O debate sobre a legalidade da resolução 230 do CFO

Por Dr. Anderson de Azevedo – OAB/PR 25.759

Apresentação do caso

Nos últimos dias, a mídia tem noticiado iniciativas fiscalizatórias de alguns conselhos profissionais de áreas da saúde, como o Conselho Regional de Medicina e de Odontologia do Estado de Santa Catarina, que realizaram operações juntamente com o PROCON e a Polícia Civil daquele Estado, autuando cirurgiões dentistas por supostas infrações administrativas profissionais e até mesmo pela prática de suposto crime de exercício irregular de profissional. Tais acontecimentos acaloraram discussões nas redes sociais envolvendo a classe médica e odontológica, associações representativas, dentre outras entidades, sobre a legalidade e abrangência da Resolução nº 230 do Conselho Federal de Odontologia (CFO), utilizada como fundamento desses procedimentos fiscalizatórios.

A referida Resolução do CFO limita a atuação dos cirurgiões dentistas, vedando a prática de procedimentos que o Conselho de Odontologia (e, também, o de Medicina) entende ser reserva clínica exclusiva da classe médica. Em um dos considerandos a Resolução menciona que determinados procedimentos ainda não constam no conteúdo programático dos cursos de graduação, de pós-graduação em Odontologia, e que existe carência de literatura científica relacionando tais técnicas à prática odontológica. Sob esse fundamento, dentre outros, o CFO entende que os cirurgiões dentistas não estão habilitados para a realização de determinados procedimentos estéticos da face, quais sejam: alectomia, blefaroplastia; cirurgia de castanhares ou lifting de sobrancelhas; otoplastia; rinoplastia e ritidoplastia ou face lifting.

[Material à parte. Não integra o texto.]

use serde::Serialize;

/// A field value as returned by an adapter. At most two levels deep.
#[derive(Debug, Clone, PartialEq, Eq, Serialize)]
#[serde(untagged)]
pub enum Value {
    Text(String),
    List(Vec<String>),
    Map(Vec<(String, String)>),
}

impl From<String> for Value {
    fn from(s: String) -> Self {
        Value::Text(s)
    }
}

impl From<&str> for Value {
    fn from(s: &str) -> Self {
        Value::Text(s.to_string())
    }
}

/// Ordered label → value mapping produced by one adapter.
#[derive(Debug, Clone, Default, PartialEq, Eq, Serialize)]
pub struct Record {
    fields: Vec<(String, Value)>,
}

impl Record {
    pub fn new() -> Self {
        Self::default()
    }

    pub fn push(&mut self, label: impl Into<String>, value: impl Into<Value>) {
        self.fields.push((label.into(), value.into()));
    }

    pub fn with(mut self, label: impl Into<String>, value: impl Into<Value>) -> Self {
        self.push(label, value);
        self
    }

    #[cfg(test)]
    pub fn get(&self, label: &str) -> Option<&Value> {
        self.fields
            .iter()
            .find(|(l, _)| l == label)
            .map(|(_, v)| v)
    }

    pub fn is_empty(&self) -> bool {
        self.fields.is_empty()
    }

    pub fn len(&self) -> usize {
        self.fields.len()
    }

    pub fn iter(&self) -> impl Iterator<Item = (&str, &Value)> {
        self.fields.iter().map(|(l, v)| (l.as_str(), v))
    }
}

/// Render a JSON scalar the way a person would read it. Nested values fall
/// back to compact JSON so the record never grows a third level.
pub fn json_scalar(value: &serde_json::Value) -> String {
    match value {
        serde_json::Value::Null => super::NOT_AVAILABLE.to_string(),
        serde_json::Value::String(s) => s.clone(),
        serde_json::Value::Bool(b) => b.to_string(),
        serde_json::Value::Number(n) => n.to_string(),
        other => other.to_string(),
    }
}

/// Look up `key` in a JSON object and render it, with `N/A` for missing or null.
pub fn json_field(obj: &serde_json::Value, key: &str) -> String {
    obj.get(key)
        .map(json_scalar)
        .unwrap_or_else(|| super::NOT_AVAILABLE.to_string())
}

#[cfg(test)]
mod tests {
    use super::*;
    use serde_json::json;

    #[test]
    fn record_keeps_insertion_order() {
        let record = Record::new()
            .with("b", "2")
            .with("a", "1")
            .with("c", Value::List(vec!["x".into(), "y".into()]));
        let labels: Vec<_> = record.iter().map(|(l, _)| l).collect();
        assert_eq!(labels, ["b", "a", "c"]);
        assert_eq!(record.get("a"), Some(&Value::Text("1".into())));
        assert_eq!(record.len(), 3);
    }

    #[test]
    fn json_field_renders_scalars() {
        let obj = json!({"s": "text", "n": 12.5, "b": true, "z": null, "arr": [1, 2]});
        assert_eq!(json_field(&obj, "s"), "text");
        assert_eq!(json_field(&obj, "n"), "12.5");
        assert_eq!(json_field(&obj, "b"), "true");
        assert_eq!(json_field(&obj, "z"), "N/A");
        assert_eq!(json_field(&obj, "missing"), "N/A");
        assert_eq!(json_field(&obj, "arr"), "[1,2]");
    }
}
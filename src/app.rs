use std::sync::Arc;
use std::time::Duration;

use reqwest::Client;
use tracing::info;

use crate::config::Config;
use crate::dispatch::{Dispatcher, Policy};
use crate::query::{Category, Query};
use crate::report::Report;
use crate::source::bank::BankCodeLookup;
use crate::source::image::{ImageMetadata, ImageText, TesseractCli};
use crate::source::ip::{IpGeo, IpWhois};
use crate::source::leak::LeakDatabase;
use crate::source::phone::PhoneTrace;
use crate::source::vehicle::{VehicleFallbackScraper, VehiclePrimaryApi};
use crate::source::{BROWSER_USER_AGENT, SourceAdapter};

/// TCP connection establishment timeout.
const CONNECT_TIMEOUT: Duration = Duration::from_secs(10);
/// Maximum redirect hops before aborting.
const MAX_REDIRECTS: usize = 5;

/// Every shipped source wired to the default policy.
///
/// Configuration via environment variables, see [`Config::from_env`].
pub struct Sleuth {
    dispatcher: Dispatcher,
}

impl Sleuth {
    pub fn new(config: &Config) -> Result<Self, reqwest::Error> {
        let http = Client::builder()
            .connect_timeout(CONNECT_TIMEOUT)
            .redirect(reqwest::redirect::Policy::limited(MAX_REDIRECTS))
            .user_agent(BROWSER_USER_AGENT)
            .build()?;

        let adapters: Vec<Arc<dyn SourceAdapter>> = vec![
            Arc::new(PhoneTrace::new(http.clone())),
            Arc::new(VehiclePrimaryApi::new(http.clone())),
            Arc::new(VehicleFallbackScraper::new(http.clone())),
            Arc::new(IpGeo::new(http.clone())),
            Arc::new(IpWhois::new(http.clone())),
            Arc::new(BankCodeLookup::new(http.clone())),
            Arc::new(LeakDatabase::new(http, config.leak.clone())),
            Arc::new(ImageMetadata),
            Arc::new(ImageText::new(TesseractCli::new(config.tesseract.clone()))),
        ];
        info!(sources = adapters.len(), leak = ?config.leak, "sources registered");

        Ok(Self {
            dispatcher: Dispatcher::new(adapters, Policy::default()),
        })
    }

    pub async fn lookup(&self, query: &Query) -> Report {
        let results = self.dispatcher.dispatch(query).await;
        Report::from_results(report_title(query), &results)
    }
}

fn report_title(query: &Query) -> String {
    let kind = match query.category {
        Category::Phone => "Phone Number Lookup",
        Category::Vehicle => "Vehicle Registration Lookup",
        Category::Ip => "IP Address Lookup",
        Category::BankCode => "IFSC Code Lookup",
        Category::FreeText => "Leak Search",
        Category::Image => "Image Analysis",
    };
    format!("{kind}: {}", query.normalized)
}
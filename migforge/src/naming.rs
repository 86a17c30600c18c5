//! Migration naming
//!
//! Turns a user-supplied name and a creation instant into the key, filename
//! and type identifier used everywhere else. The same instant drives all
//! three, so the filename's leading digits always equal the key embedded in
//! the identifier.

use chrono::{DateTime, SecondsFormat, Utc};
use std::fmt;

/// Prefix of every generated migration type identifier
pub const IDENTIFIER_PREFIX: &str = "Migration";

/// Seconds since the Unix epoch at creation time
#[derive(Debug, Clone, Copy, PartialEq, Eq, PartialOrd, Ord, Hash)]
pub struct MigrationKey(i64);

impl MigrationKey {
    pub fn new(seconds: i64) -> Self {
        Self(seconds)
    }

    /// Floor an instant to whole seconds
    pub fn from_instant(instant: &DateTime<Utc>) -> Self {
        Self(instant.timestamp())
    }

    pub fn value(&self) -> i64 {
        self.0
    }
}

impl fmt::Display for MigrationKey {
    fn fmt(&self, f: &mut fmt::Formatter<'_>) -> fmt::Result {
        write!(f, "{}", self.0)
    }
}

impl From<i64> for MigrationKey {
    fn from(seconds: i64) -> Self {
        Self(seconds)
    }
}

/// A human-supplied migration label and its normalized forms
#[derive(Debug, Clone, PartialEq, Eq)]
pub struct MigrationName {
    raw: String,
    words: Vec<String>,
}

impl MigrationName {
    pub fn new(raw: impl Into<String>) -> Self {
        let raw = raw.into();
        let words = split_words(&raw);
        Self { raw, words }
    }

    pub fn raw(&self) -> &str {
        &self.raw
    }

    /// True when nothing alphanumeric survives normalization
    pub fn is_empty(&self) -> bool {
        self.words.is_empty()
    }

    /// `add users table` -> `add_users_table`
    pub fn snake_case(&self) -> String {
        self.words.join("_")
    }

    /// `add users table` -> `AddUsersTable`
    pub fn pascal_case(&self) -> String {
        self.words.iter().map(|word| capitalize(word)).collect()
    }
}

impl fmt::Display for MigrationName {
    fn fmt(&self, f: &mut fmt::Formatter<'_>) -> fmt::Result {
        f.write_str(&self.raw)
    }
}

/// Build `Migration<key><PascalName>`
pub fn identifier(key: MigrationKey, name: &MigrationName) -> String {
    format!("{}{}{}", IDENTIFIER_PREFIX, key, name.pascal_case())
}

/// Build `<key>_<snake_name>.<extension>`
pub fn file_name(key: MigrationKey, name: &MigrationName, extension: &str) -> String {
    format!("{}_{}.{}", key, name.snake_case(), extension)
}

/// Everything derived from one `(name, instant)` pair
#[derive(Debug, Clone)]
pub struct MigrationStamp {
    pub key: MigrationKey,
    pub name: MigrationName,
    pub identifier: String,
    pub file_name: String,
    pub created_at: DateTime<Utc>,
}

impl MigrationStamp {
    pub fn new(raw_name: &str, instant: DateTime<Utc>, extension: &str) -> Self {
        let key = MigrationKey::from_instant(&instant);
        let name = MigrationName::new(raw_name);

        Self {
            identifier: identifier(key, &name),
            file_name: file_name(key, &name, extension),
            key,
            name,
            created_at: instant,
        }
    }

    /// RFC 3339 creation timestamp, second precision
    pub fn created_at_rfc3339(&self) -> String {
        self.created_at.to_rfc3339_opts(SecondsFormat::Secs, true)
    }
}

// String transformation utilities

/// Split into lowercase words on non-alphanumerics and camel-case boundaries
pub fn split_words(input: &str) -> Vec<String> {
    let mut words = Vec::new();
    let mut current = String::new();
    let chars: Vec<char> = input.chars().collect();

    for (i, &ch) in chars.iter().enumerate() {
        if !ch.is_alphanumeric() {
            flush_word(&mut words, &mut current);
            continue;
        }

        if ch.is_uppercase() && !current.is_empty() {
            let prev = chars[i - 1];
            let next_is_lower = chars.get(i + 1).map_or(false, |c| c.is_lowercase());
            // fooBar, or the last capital of an acronym: HTTPServer
            if prev.is_lowercase() || prev.is_numeric() || (prev.is_uppercase() && next_is_lower) {
                flush_word(&mut words, &mut current);
            }
        }

        // Lowercasing can yield combining marks (`İ` -> `i` + U+0307)
        current.extend(ch.to_lowercase().filter(|c| c.is_alphanumeric() && !c.is_uppercase()));
    }
    flush_word(&mut words, &mut current);

    words
}

fn flush_word(words: &mut Vec<String>, current: &mut String) {
    if !current.is_empty() {
        words.push(std::mem::take(current));
    }
}

fn capitalize(word: &str) -> String {
    let mut chars = word.chars();
    match chars.next() {
        None => String::new(),
        Some(first) => first.to_uppercase().chain(chars).collect(),
    }
}

pub fn to_snake_case(input: &str) -> String {
    MigrationName::new(input).snake_case()
}

pub fn to_pascal_case(input: &str) -> String {
    MigrationName::new(input).pascal_case()
}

No entanto, há um contundente descontentamento de profissionais dentistas sobre as restrições impostas pela Resolução do CFO, particularmente os cirurgiões bucomaxilofaciais, que expressam irresignação quanto à limitação de suas atividades profissionais, já que, tecnicamente, essa categoria de CDs, segundo defendem, está tecnicamente habilitada a realizar tais procedimentos, inclusive para atendimentos emergenciais em plantões de hospitais quando os pacientes possuem traumas na região da face.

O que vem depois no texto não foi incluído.